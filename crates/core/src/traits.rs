use crate::{EmbeddingRecord, RetrievedChunk, SearchFilter, ServiceError};
use async_trait::async_trait;

/// Searchable store of embedding records, each tagged with the document it came from.
///
/// One instance is created per session and handed to every component that reads or writes it.
/// Call [`VectorIndex::init`] before first use and [`VectorIndex::flush`] on shutdown.
#[async_trait]
pub trait VectorIndex: Send + Sync {
    async fn init(&self) -> Result<(), ServiceError>;

    async fn insert(&self, records: &[EmbeddingRecord]) -> Result<(), ServiceError>;

    /// Up to `top_k` records most similar to `query_vector`, best first.
    async fn search(
        &self,
        query_vector: &[f32],
        top_k: usize,
        filter: &SearchFilter,
    ) -> Result<Vec<RetrievedChunk>, ServiceError>;

    /// Remove every record of `source`, returning how many were removed.
    async fn delete_document(&self, source: &str) -> Result<usize, ServiceError>;

    async fn count_document(&self, source: &str) -> Result<usize, ServiceError>;

    async fn len(&self) -> Result<usize, ServiceError>;

    async fn flush(&self) -> Result<(), ServiceError>;
}
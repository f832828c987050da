//! Text completion capability and its OpenAI-compatible chat adapter.

use crate::config::Config;
use crate::error::ServiceError;
use async_trait::async_trait;
use reqwest::Client;
use serde::Deserialize;
use serde_json::json;

#[async_trait]
pub trait LanguageModel: Send + Sync {
    async fn complete(&self, prompt: &str, temperature: f32) -> Result<String, ServiceError>;
}

pub struct OpenAiChatModel {
    client: Client,
    base_url: String,
    api_key: String,
    model: String,
}

#[derive(Debug, Deserialize)]
struct ChatResponse {
    choices: Vec<ChatChoice>,
}

#[derive(Debug, Deserialize)]
struct ChatChoice {
    message: ChatMessage,
}

#[derive(Debug, Deserialize)]
struct ChatMessage {
    #[serde(default)]
    content: Option<String>,
}

impl OpenAiChatModel {
    pub fn new(
        base_url: impl Into<String>,
        api_key: impl Into<String>,
        model: impl Into<String>,
    ) -> Self {
        Self {
            client: Client::new(),
            base_url: base_url.into(),
            api_key: api_key.into(),
            model: model.into(),
        }
    }

    pub fn from_config(config: &Config) -> Self {
        Self::new(
            config.base_url.as_str(),
            config.api_key.as_str(),
            config.completion_model.as_str(),
        )
    }

    fn endpoint(&self) -> String {
        format!("{}/chat/completions", self.base_url.trim_end_matches('/'))
    }
}

#[async_trait]
impl LanguageModel for OpenAiChatModel {
    async fn complete(&self, prompt: &str, temperature: f32) -> Result<String, ServiceError> {
        tracing::debug!(
            model = %self.model,
            prompt_chars = prompt.len(),
            temperature,
            "requesting completion"
        );

        let response = self
            .client
            .post(self.endpoint())
            .bearer_auth(&self.api_key)
            .json(&json!({
                "model": self.model,
                "messages": [{ "role": "user", "content": prompt }],
                "temperature": temperature,
            }))
            .send()
            .await?;

        if !response.status().is_success() {
            let status = response.status();
            let body = response.text().await.unwrap_or_default();
            return Err(ServiceError::BackendResponse {
                backend: "chat-completions".to_string(),
                details: format!("{status}: {body}"),
            });
        }

        let parsed: ChatResponse = response.json().await?;
        parsed
            .choices
            .into_iter()
            .next()
            .and_then(|choice| choice.message.content)
            .ok_or_else(|| ServiceError::BackendResponse {
                backend: "chat-completions".to_string(),
                details: "response had no message content".to_string(),
            })
    }
}
#[cfg(test)]
mod tests {
    use super::*;
    use httpmock::{
        Method::{GET, POST, PUT},
        MockServer,
    };

    #[test]
    fn point_ids_are_uuids_derived_from_digest() {
        let digest = "00112233445566778899aabbccddeeff00112233445566778899aabbccddeeff";
        assert_eq!(
            point_id(digest).unwrap(),
            "00112233-4455-6677-8899-aabbccddeeff"
        );
        assert!(point_id("not-hex").is_err());
    }

    #[tokio::test]
    async fn search_parses_payload_into_retrieved_chunks() {
        let server = MockServer::start_async().await;
        let mock = server
            .mock_async(|when, then| {
                when.method(POST)
                    .path("/collections/docs/points/search")
                    .json_body_partial(r#"{ "limit": 5, "with_payload": true }"#);
                then.status(200).json_body(json!({
                    "result": [
                        {
                            "id": "00112233-4455-6677-8899-aabbccddeeff",
                            "score": 0.92,
                            "payload": {
                                "chunk_id": "abc",
                                "source": "policy.pdf",
                                "text": "Refunds are issued within 30 days."
                            }
                        }
                    ]
                }));
            })
            .await;

        let index = QdrantIndex::new(server.base_url(), "docs", 2);
        let hits = index
            .search(&[1.0, 0.0], 5, &SearchFilter::all())
            .await
            .expect("search should succeed");

        mock.assert_async().await;
        assert_eq!(hits.len(), 1);
        assert_eq!(hits[0].source, "policy.pdf");
        assert_eq!(hits[0].chunk_id, "abc");
        assert!((hits[0].score - 0.92).abs() < 1e-6);
    }

    #[tokio::test]
    async fn delete_document_skips_request_when_nothing_stored() {
        let server = MockServer::start_async().await;
        server
            .mock_async(|when, then| {
                when.method(POST).path("/collections/docs/points/count");
                then.status(200)
                    .json_body(json!({ "result": { "count": 0 } }));
            })
            .await;
        let delete = server
            .mock_async(|when, then| {
                when.method(POST).path("/collections/docs/points/delete");
                then.status(200).json_body(json!({ "result": {} }));
            })
            .await;

        let index = QdrantIndex::new(server.base_url(), "docs", 2);
        assert_eq!(index.delete_document("policy.pdf").await.unwrap(), 0);
        delete.assert_hits_async(0).await;
    }

    #[tokio::test]
    async fn insert_rejects_wrong_dimensions() {
        let index = QdrantIndex::new("http://127.0.0.1:1", "docs", 3);
        let error = index
            .insert(&[EmbeddingRecord {
                chunk_id: "00".repeat(32),
                source: "a.pdf".to_string(),
                text: "text".to_string(),
                vector: vec![1.0],
            }])
            .await
            .unwrap_err();
        assert!(matches!(error, ServiceError::Request(_)));
    }

    #[tokio::test]
    async fn init_creates_missing_collection() {
        let server = MockServer::start_async().await;
        server
            .mock_async(|when, then| {
                when.method(GET).path("/collections/docs");
                then.status(404)
                    .json_body(json!({ "status": { "error": "Not found" } }));
            })
            .await;
        let create = server
            .mock_async(|when, then| {
                when.method(PUT)
                    .path("/collections/docs")
                    .json_body(json!({ "vectors": { "size": 3, "distance": "Cosine" } }));
                then.status(200).json_body(json!({ "result": true }));
            })
            .await;

        let index = QdrantIndex::new(server.base_url(), "docs", 3);
        index.init().await.expect("init should create the collection");
        create.assert_async().await;
    }

    #[tokio::test]
    async fn init_reports_unexpected_status() {
        let server = MockServer::start_async().await;
        server
            .mock_async(|when, then| {
                when.method(GET).path("/collections/docs");
                then.status(500);
            })
            .await;
        let create = server
            .mock_async(|when, then| {
                when.method(PUT).path("/collections/docs");
                then.status(200).json_body(json!({ "result": true }));
            })
            .await;

        let index = QdrantIndex::new(server.base_url(), "docs", 3);
        let error = index.init().await.unwrap_err();
        assert!(matches!(error, ServiceError::BackendResponse { .. }));
        create.assert_hits_async(0).await;
    }

    fn collection_info(size: u64) -> Value {
        json!({
            "result": {
                "status": "green",
                "config": { "params": { "vectors": { "size": size, "distance": "Cosine" } } }
            }
        })
    }

    #[tokio::test]
    async fn init_accepts_existing_collection_of_matching_size() {
        let server = MockServer::start_async().await;
        server
            .mock_async(|when, then| {
                when.method(GET).path("/collections/docs");
                then.status(200).json_body(collection_info(3));
            })
            .await;

        let index = QdrantIndex::new(server.base_url(), "docs", 3);
        assert!(index.init().await.is_ok());
    }

    #[tokio::test]
    async fn init_rejects_existing_collection_of_other_size() {
        let server = MockServer::start_async().await;
        server
            .mock_async(|when, then| {
                when.method(GET).path("/collections/docs");
                then.status(200).json_body(collection_info(1536));
            })
            .await;

        let index = QdrantIndex::new(server.base_url(), "docs", 128);
        let error = index.init().await.unwrap_err();
        match error {
            ServiceError::BackendResponse { details, .. } => {
                assert!(details.contains("1536"));
                assert!(details.contains("128"));
            }
            other => panic!("unexpected error: {other:?}"),
        }
    }

    #[tokio::test]
    async fn insert_upserts_points_and_waits() {
        let server = MockServer::start_async().await;
        let upsert = server
            .mock_async(|when, then| {
                when.method(PUT)
                    .path("/collections/docs/points")
                    .query_param("wait", "true")
                    .json_body_partial(
                        r#"{ "points": [ { "id": "00000000-0000-0000-0000-000000000000",
                             "payload": { "source": "a.pdf", "text": "text" } } ] }"#,
                    );
                then.status(200)
                    .json_body(json!({ "result": { "status": "completed" } }));
            })
            .await;

        let index = QdrantIndex::new(server.base_url(), "docs", 2);
        index
            .insert(&[EmbeddingRecord {
                chunk_id: "00".repeat(32),
                source: "a.pdf".to_string(),
                text: "text".to_string(),
                vector: vec![0.6, 0.8],
            }])
            .await
            .expect("insert should succeed");
        upsert.assert_async().await;
    }

    #[tokio::test]
    async fn delete_document_removes_counted_points() {
        let server = MockServer::start_async().await;
        server
            .mock_async(|when, then| {
                when.method(POST)
                    .path("/collections/docs/points/count")
                    .json_body_partial(
                        r#"{ "filter": { "must": [ { "key": "source",
                             "match": { "value": "policy.pdf" } } ] } }"#,
                    );
                then.status(200).json_body(json!({ "result": { "count": 4 } }));
            })
            .await;
        let delete = server
            .mock_async(|when, then| {
                when.method(POST)
                    .path("/collections/docs/points/delete")
                    .query_param("wait", "true");
                then.status(200)
                    .json_body(json!({ "result": { "status": "completed" } }));
            })
            .await;

        let index = QdrantIndex::new(server.base_url(), "docs", 2);
        assert_eq!(index.delete_document("policy.pdf").await.unwrap(), 4);
        delete.assert_async().await;
    }

    #[tokio::test]
    async fn search_with_no_allowed_sources_sends_nothing() {
        let server = MockServer::start_async().await;
        let search = server
            .mock_async(|when, then| {
                when.method(POST).path("/collections/docs/points/search");
                then.status(200).json_body(json!({ "result": [] }));
            })
            .await;

        let index = QdrantIndex::new(server.base_url(), "docs", 2);
        let filter = SearchFilter::sources(Vec::<String>::new());
        assert!(index.search(&[1.0, 0.0], 5, &filter).await.unwrap().is_empty());
        search.assert_hits_async(0).await;
    }
}
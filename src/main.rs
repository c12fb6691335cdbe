use std::path::{Path, PathBuf};

use anyhow::{bail, Context, Result};
use clap::{Parser, Subcommand};
use serde::Serialize;

use costpulse::analysis::BaselineModeler;
use costpulse::config::EngineConfig;
use costpulse::forecast::{analyze_variance, ForecastRequest};
use costpulse::model::{monthly_totals, sanitize_records, CostObservation, RawCostRecord, ResourceRecord};

#[derive(Parser)]
#[command(
    name = "costpulse",
    about = "Cloud cost baselines, anomaly detection and spend forecasting",
    version,
    long_about = None
)]
struct Cli {
    /// TOML config file (defaults to $COSTPULSE_CONFIG, then ./costpulse.toml)
    #[arg(long, global = true)]
    config: Option<PathBuf>,

    #[command(subcommand)]
    command: Commands,
}

#[derive(Subcommand)]
enum Commands {
    /// Fit baseline models to a cost series and report the selected one
    Baseline {
        /// JSON array of cost records
        #[arg(long)]
        input: PathBuf,
    },

    /// Flag anomalous cost observations and attribute their causes
    Detect {
        /// JSON array of cost records
        #[arg(long)]
        input: PathBuf,

        /// JSON array of resource records used for attribution
        #[arg(long)]
        resources: Option<PathBuf>,
    },

    /// Project monthly spend from a cost series
    Forecast {
        /// JSON array of cost records, summed per calendar month
        #[arg(long)]
        input: PathBuf,

        /// JSON forecast request; overrides the flags below
        #[arg(long)]
        request: Option<PathBuf>,

        #[arg(long, default_value = "default")]
        budget_id: String,

        /// Months to project
        #[arg(long, default_value = "12")]
        months: usize,

        /// Annual growth rate as a fraction (0.15 = 15%)
        #[arg(long)]
        growth: Option<f64>,

        /// Confidence level of the band, in (0, 1)
        #[arg(long)]
        confidence: Option<f64>,
    },

    /// Compare actual spend with the forecast and a budget
    Variance {
        /// JSON array of cost records, summed per calendar month
        #[arg(long)]
        input: PathBuf,

        #[arg(long, default_value = "default")]
        budget_id: String,

        /// Actual spend for the current month
        #[arg(long)]
        actual: f64,

        /// Budget amount for the current month
        #[arg(long)]
        budget: f64,
    },
}

fn main() -> Result<()> {
    let cli = Cli::parse();

    let config = match &cli.config {
        Some(path) => EngineConfig::load(path)?,
        None => EngineConfig::load_or_default(),
    };
    init_tracing(&config);
    config.validate().context("invalid configuration")?;

    match cli.command {
        Commands::Baseline { input } => {
            let observations = read_observations(&input)?;
            tracing::info!(count = observations.len(), "establishing baseline");
            let baseline = BaselineModeler::new(config.baseline).establish(&observations);
            print_json(&baseline)?;
        }
        Commands::Detect { input, resources } => {
            let observations = read_observations(&input)?;
            let resources: Vec<ResourceRecord> = match resources {
                Some(path) => read_json(&path)?,
                None => Vec::new(),
            };
            let result = config.detector().detect(&observations, &resources);
            print_json(&result)?;
        }
        Commands::Forecast {
            input,
            request,
            budget_id,
            months,
            growth,
            confidence,
        } => {
            let observations = read_observations(&input)?;
            let request = match request {
                Some(path) => read_json(&path)?,
                None => {
                    let mut req = ForecastRequest::new(budget_id, months)
                        .with_confidence_level(confidence.unwrap_or(config.forecast.confidence_level));
                    if let Some(rate) = growth {
                        req = req.with_growth(rate);
                    }
                    req
                }
            };
            let monthly = monthly_totals(&observations);
            tracing::info!(months = monthly.len(), "projecting from monthly totals");
            let baseline = BaselineModeler::new(config.baseline).establish(&monthly);
            let forecast = config.projector().project(&baseline, &request)?;
            print_json(&forecast)?;
        }
        Commands::Variance {
            input,
            budget_id,
            actual,
            budget,
        } => {
            if !actual.is_finite() || !budget.is_finite() {
                bail!("actual spend and budget must be finite numbers");
            }
            let monthly = monthly_totals(&read_observations(&input)?);
            let baseline = BaselineModeler::new(config.baseline).establish(&monthly);
            let request = ForecastRequest::new(budget_id, 1)
                .with_confidence_level(config.forecast.confidence_level);
            let forecast = config.projector().project(&baseline, &request)?;
            let variance = analyze_variance(&forecast, actual, budget);
            print_json(&variance)?;
        }
    }

    Ok(())
}

/// Logs go to stderr so stdout carries only result JSON.
fn init_tracing(config: &EngineConfig) {
    let filter = tracing_subscriber::EnvFilter::try_from_default_env()
        .unwrap_or_else(|_| tracing_subscriber::EnvFilter::new(&config.logging.level));
    let builder = tracing_subscriber::fmt()
        .with_env_filter(filter)
        .with_writer(std::io::stderr);
    if config.logging.json {
        builder.json().init();
    } else {
        builder.init();
    }
}

fn read_json<T: serde::de::DeserializeOwned>(path: &Path) -> Result<T> {
    let content = std::fs::read_to_string(path)
        .with_context(|| format!("failed to read {}", path.display()))?;
    serde_json::from_str(&content).with_context(|| format!("failed to parse {}", path.display()))
}

fn read_observations(path: &Path) -> Result<Vec<CostObservation>> {
    let records: Vec<RawCostRecord> = read_json(path)?;
    Ok(sanitize_records(&records))
}

fn print_json<T: Serialize>(value: &T) -> Result<()> {
    println!("{}", serde_json::to_string_pretty(value)?);
    Ok(())
}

══════════════════════════════

Assignment: Only the lines from the beginning of the material above through the line with "before first use" are wanted; extract them exactly.

Task output:
filename crates/core/src/traits.rs
use crate::{EmbeddingRecord, RetrievedChunk, SearchFilter, ServiceError};
use async_trait::async_trait;

/// Searchable store of embedding records, each tagged with the document it came from.
///
/// One instance is created per session and handed to every component that reads or writes it.
/// Call [`VectorIndex::init`] before first use and [`VectorIndex::flush`] on shutdown.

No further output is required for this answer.